William Bornstein MD, chief quality and medical officer at Atlanta-based Emory Healthcare, said boosting coordination of care for chronic disease patients is a Herculean test for healthcare and political leaders.
"The challenge is, how do we make sure all the care is coordinated to make sure we have a patient-centered approach," he said of chronic disease patients, noting that many have a dozen specialists that they see annually.
Sen. Johnny Isakson, (R- GA) asked Bornstein about Emory nurses who serve as care coordinators. The senator noted that Emory has taken on the cost of the nurse coordinators because they add tremendous value. "It costs more to do less and less to do more," Isakson said.
Bornstein said having care coordinators "embedded" at hospitals and other points of care is only part of the solution to the country's chronic illness problem.
"We need someone who is captaining the ship," he said, "but we also need all of the specialists to think about coordination of care."
When Bornstein treats people with diabetes, he said specialists working with his patients should be planning around the effects of multiple medications. "How often does that happen?

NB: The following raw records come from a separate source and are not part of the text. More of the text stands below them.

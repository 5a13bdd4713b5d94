//! Integration tests for Shopdeck.
//!
//! The admin router runs in-process against the in-memory datastore, a
//! static identity provider and a recording payment gateway. No database or
//! network access is needed.
//!
//! # Running Tests
//!
//! ```bash
//! cargo test -p shopdeck-integration-tests
//! ```
//!
//! # Test Categories
//!
//! - `admin_stores` - Store ownership, auth and health checks
//! - `admin_resources` - Billboard, category, color, size and product CRUD
//! - `admin_checkout` - Checkout orders, gateway requests and CORS
//! - `client_mutations` - The client mutation protocol against a live server

use std::sync::Arc;

use axum::{
    Router,
    body::{Body, Bytes},
    http::{Method, Request, StatusCode, header},
};
use serde_json::Value;
use tower::ServiceExt;
use url::Url;

use shopdeck_admin::{
    app,
    db::MemoryDatastore,
    state::AppState,
    test_support::{RecordingPaymentGateway, StaticIdentityProvider},
};
use shopdeck_core::StoreId;

/// Session token accepted for [`OWNER_ID`].
pub const OWNER_TOKEN: &str = "sess_owner";
pub const OWNER_ID: &str = "user_owner";
/// Session token accepted for [`INTRUDER_ID`], who owns nothing of the owner's.
pub const INTRUDER_TOKEN: &str = "sess_intruder";
pub const INTRUDER_ID: &str = "user_intruder";
/// Storefront URL the checkout redirects to.
pub const FRONTEND_STORE_URL: &str = "http://shop.test";

/// A fully wired admin app with handles on its fakes.
pub struct TestApp {
    pub router: Router,
    pub datastore: Arc<MemoryDatastore>,
    pub payments: Arc<RecordingPaymentGateway>,
}

/// Status and raw body of a response.
pub struct TestResponse {
    pub status: StatusCode,
    pub headers: axum::http::HeaderMap,
    pub body: Bytes,
}

impl TestResponse {
    /// Body parsed as JSON.
    ///
    /// # Panics
    ///
    /// Panics if the body is not JSON.
    #[must_use]
    pub fn json(&self) -> Value {
        serde_json::from_slice(&self.body).expect("response body is not JSON")
    }

    #[must_use]
    pub fn text(&self) -> String {
        String::from_utf8_lossy(&self.body).into_owned()
    }
}

impl Default for TestApp {
    fn default() -> Self {
        Self::new()
    }
}

impl TestApp {
    /// Build the app with two known users and no data.
    ///
    /// # Panics
    ///
    /// Panics if the storefront URL constant does not parse.
    #[must_use]
    pub fn new() -> Self {
        let datastore = Arc::new(MemoryDatastore::new());
        let payments = Arc::new(RecordingPaymentGateway::new());
        let identity = StaticIdentityProvider::new()
            .with_user(OWNER_TOKEN, OWNER_ID)
            .with_user(INTRUDER_TOKEN, INTRUDER_ID);

        let state = AppState::new(
            Url::parse(FRONTEND_STORE_URL).expect("valid storefront URL"),
            datastore.clone(),
            Arc::new(identity),
            payments.clone(),
        );

        Self {
            router: app(state),
            datastore,
            payments,
        }
    }

    /// Send one request through the router.
    ///
    /// # Panics
    ///
    /// Panics if the request cannot be built or the body cannot be read.
    pub async fn request(
        &self,
        method: Method,
        uri: &str,
        token: Option<&str>,
        body: Option<Value>,
    ) -> TestResponse {
        let mut builder = Request::builder().method(method).uri(uri);
        if let Some(token) = token {
            builder = builder.header(header::AUTHORIZATION, format!("Bearer {token}"));
        }
        let request = match body {
            Some(body) => builder
                .header(header::CONTENT_TYPE, "application/json")
                .body(Body::from(body.to_string())),
            None => builder.body(Body::empty()),
        }
        .expect("valid request");

        let response = self
            .router
            .clone()
            .oneshot(request)
            .await
            .expect("router is infallible");
        let status = response.status();
        let headers = response.headers().clone();
        let body = axum::body::to_bytes(response.into_body(), usize::MAX)
            .await
            .expect("readable body");

        TestResponse {
            status,
            headers,
            body,
        }
    }

    pub async fn get(&self, uri: &str) -> TestResponse {
        self.request(Method::GET, uri, None, None).await
    }

    pub async fn post(&self, uri: &str, token: Option<&str>, body: Value) -> TestResponse {
        self.request(Method::POST, uri, token, Some(body)).await
    }

    pub async fn patch(&self, uri: &str, token: Option<&str>, body: Value) -> TestResponse {
        self.request(Method::PATCH, uri, token, Some(body)).await
    }

    pub async fn delete(&self, uri: &str, token: Option<&str>) -> TestResponse {
        self.request(Method::DELETE, uri, token, None).await
    }

    /// Create a store owned by [`OWNER_ID`].
    ///
    /// # Panics
    ///
    /// Panics if the API does not answer 200 with an id.
    pub async fn create_store(&self, name: &str) -> StoreId {
        let response = self
            .post(
                "/api/stores",
                Some(OWNER_TOKEN),
                serde_json::json!({ "name": name }),
            )
            .await;
        assert_eq!(response.status, StatusCode::OK, "{}", response.text());
        id_of(&response.json())
            .parse()
            .expect("store id is a UUID")
    }

    /// Create a resource in `store` as the owner and return its id.
    ///
    /// # Panics
    ///
    /// Panics if the API does not answer 200.
    pub async fn create(&self, store: StoreId, segment: &str, body: Value) -> String {
        let response = self
            .post(&format!("/api/{store}/{segment}"), Some(OWNER_TOKEN), body)
            .await;
        assert_eq!(response.status, StatusCode::OK, "{}", response.text());
        id_of(&response.json())
    }

    /// Seed a billboard, a category using it, a size and a color.
    ///
    /// # Panics
    ///
    /// Panics if any create fails.
    pub async fn seed_catalog(&self, store: StoreId) -> Catalog {
        let billboard = self
            .create(
                store,
                "billboards",
                serde_json::json!({ "label": "Summer", "imageUrl": "https://img.test/summer.png" }),
            )
            .await;
        let category = self
            .create(
                store,
                "categories",
                serde_json::json!({ "name": "Shirts", "billboardId": billboard }),
            )
            .await;
        let size = self
            .create(
                store,
                "sizes",
                serde_json::json!({ "name": "Large", "value": "L" }),
            )
            .await;
        let color = self
            .create(
                store,
                "colors",
                serde_json::json!({ "name": "Red", "value": "#f00" }),
            )
            .await;
        Catalog {
            billboard,
            category,
            size,
            color,
        }
    }

    /// Serve the app on an ephemeral local port.
    ///
    /// # Panics
    ///
    /// Panics if no port can be bound.
    pub async fn spawn(&self) -> Url {
        let listener = tokio::net::TcpListener::bind("127.0.0.1:0")
            .await
            .expect("bind ephemeral port");
        let addr = listener.local_addr().expect("local address");
        let router = self.router.clone();
        tokio::spawn(async move {
            let _ = axum::serve(listener, router).await;
        });
        Url::parse(&format!("http://{addr}")).expect("valid server URL")
    }
}

/// Ids of a seeded catalog.
#[derive(Debug, Clone)]
pub struct Catalog {
    pub billboard: String,
    pub category: String,
    pub size: String,
    pub color: String,
}

impl Catalog {
    /// A valid product payload filed under this catalog.
    #[must_use]
    pub fn product(&self, name: &str, price: &str, featured: bool) -> Value {
        serde_json::json!({
            "name": name,
            "price": price,
            "categoryId": self.category,
            "sizeId": self.size,
            "colorId": self.color,
            "images": [{ "url": format!("https://img.test/{name}.png") }],
            "isFeatured": featured,
        })
    }
}

fn id_of(value: &Value) -> String {
    value["id"]
        .as_str()
        .expect("response has a string id")
        .to_owned()
}
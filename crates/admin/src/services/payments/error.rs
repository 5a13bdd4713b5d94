//! Payment-gateway errors.

use thiserror::Error;

/// Errors that can occur when talking to the payment gateway.
#[derive(Debug, Error)]
pub enum PaymentError {
    /// HTTP request failed.
    #[error("payment request failed: {0}")]
    Request(String),

    /// Failed to parse response.
    #[error("payment response error: {0}")]
    Response(String),

    /// The gateway rejected the request.
    #[error("payment API error: {0}")]
    Api(String),
}
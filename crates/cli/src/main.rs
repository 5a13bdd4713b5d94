//! Shopdeck CLI - migrations and store management.
//!
//! # Usage
//!
//! ```bash
//! # Apply database migrations
//! shopdeck migrate
//!
//! # Manage a store through the admin API
//! export SHOPDECK_TOKEN=sess_...
//! shopdeck store create --name "Summer Shop"
//! shopdeck size create --store <STORE_ID> --name Large --value L
//! shopdeck product list --store <STORE_ID>
//!
//! # Open a checkout
//! shopdeck checkout --store <STORE_ID> --product <PRODUCT_ID>
//! ```
//!
//! # Commands
//!
//! - `migrate` - Run database migrations
//! - `store`, `billboard`, `category`, `color`, `size`, `product` -
//!   `create`, `update`, `delete` and `list`
//! - `checkout` - Open a hosted checkout session

#![cfg_attr(not(test), forbid(unsafe_code))]

use clap::{Parser, Subcommand};
use secrecy::SecretString;
use url::Url;

use shopdeck_client::ApiClient;
use shopdeck_core::{ProductId, StoreId};

mod commands;
mod shell;

use commands::resources::{
    BillboardAction, CategoryAction, ProductAction, StoreAction, SwatchAction,
};

#[derive(Parser)]
#[command(name = "shopdeck")]
#[command(author, version, about = "Shopdeck store admin CLI")]
struct Cli {
    /// Admin API base URL
    #[arg(
        long,
        env = "SHOPDECK_API_URL",
        default_value = "http://localhost:3001",
        global = true
    )]
    api_url: Url,

    /// Session token issued by the auth provider
    #[arg(long, env = "SHOPDECK_TOKEN", hide_env_values = true, global = true)]
    token: Option<String>,

    #[command(subcommand)]
    command: Commands,
}

#[derive(Subcommand)]
enum Commands {
    /// Run database migrations
    Migrate,
    /// Manage stores
    Store {
        #[command(subcommand)]
        action: StoreAction,
    },
    /// Manage billboards
    Billboard {
        #[command(subcommand)]
        action: BillboardAction,
    },
    /// Manage categories
    Category {
        #[command(subcommand)]
        action: CategoryAction,
    },
    /// Manage colors
    Color {
        #[command(subcommand)]
        action: SwatchAction,
    },
    /// Manage sizes
    Size {
        #[command(subcommand)]
        action: SwatchAction,
    },
    /// Manage products
    Product {
        #[command(subcommand)]
        action: ProductAction,
    },
    /// Open a hosted checkout for products
    Checkout {
        #[arg(short, long)]
        store: StoreId,
        /// Product to buy (repeat for several)
        #[arg(short, long = "product")]
        products: Vec<ProductId>,
    },
}

#[tokio::main]
async fn main() {
    // Initialize tracing
    tracing_subscriber::fmt::init();

    let cli = Cli::parse();

    let result: Result<(), Box<dyn std::error::Error>> = run(cli).await;

    if let Err(e) = result {
        tracing::error!("Command failed: {e}");
        std::process::exit(1);
    }
}

async fn run(cli: Cli) -> Result<(), Box<dyn std::error::Error>> {
    if matches!(cli.command, Commands::Migrate) {
        commands::migrate::run().await?;
        return Ok(());
    }

    let ctx = commands::Context {
        api: ApiClient::new(cli.api_url)?,
        token: cli.token.map(SecretString::from),
    };

    match cli.command {
        Commands::Migrate => {}
        Commands::Store { action } => commands::resources::store(&ctx, action).await?,
        Commands::Billboard { action } => commands::resources::billboard(&ctx, action).await?,
        Commands::Category { action } => commands::resources::category(&ctx, action).await?,
        Commands::Color { action } => commands::resources::color(&ctx, action).await?,
        Commands::Size { action } => commands::resources::size(&ctx, action).await?,
        Commands::Product { action } => commands::resources::product(&ctx, action).await?,
        Commands::Checkout { store, products } => {
            commands::checkout::run(&ctx, store, products).await?;
        }
    }
    Ok(())
}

In my experience, almost never," he said.
Rehm said coordination of care for chronic disease patients "is a challenge in a number of ways," adding that the necessity to take action is pressing.
Wyden said he and his colleagues on the Senate Finance panel are determined to make progress. "In the months ahead, this committee can find bipartisan solutions to meet the challenges and strengthen the American healthcare system, and I'm committed to working with the senators to address it."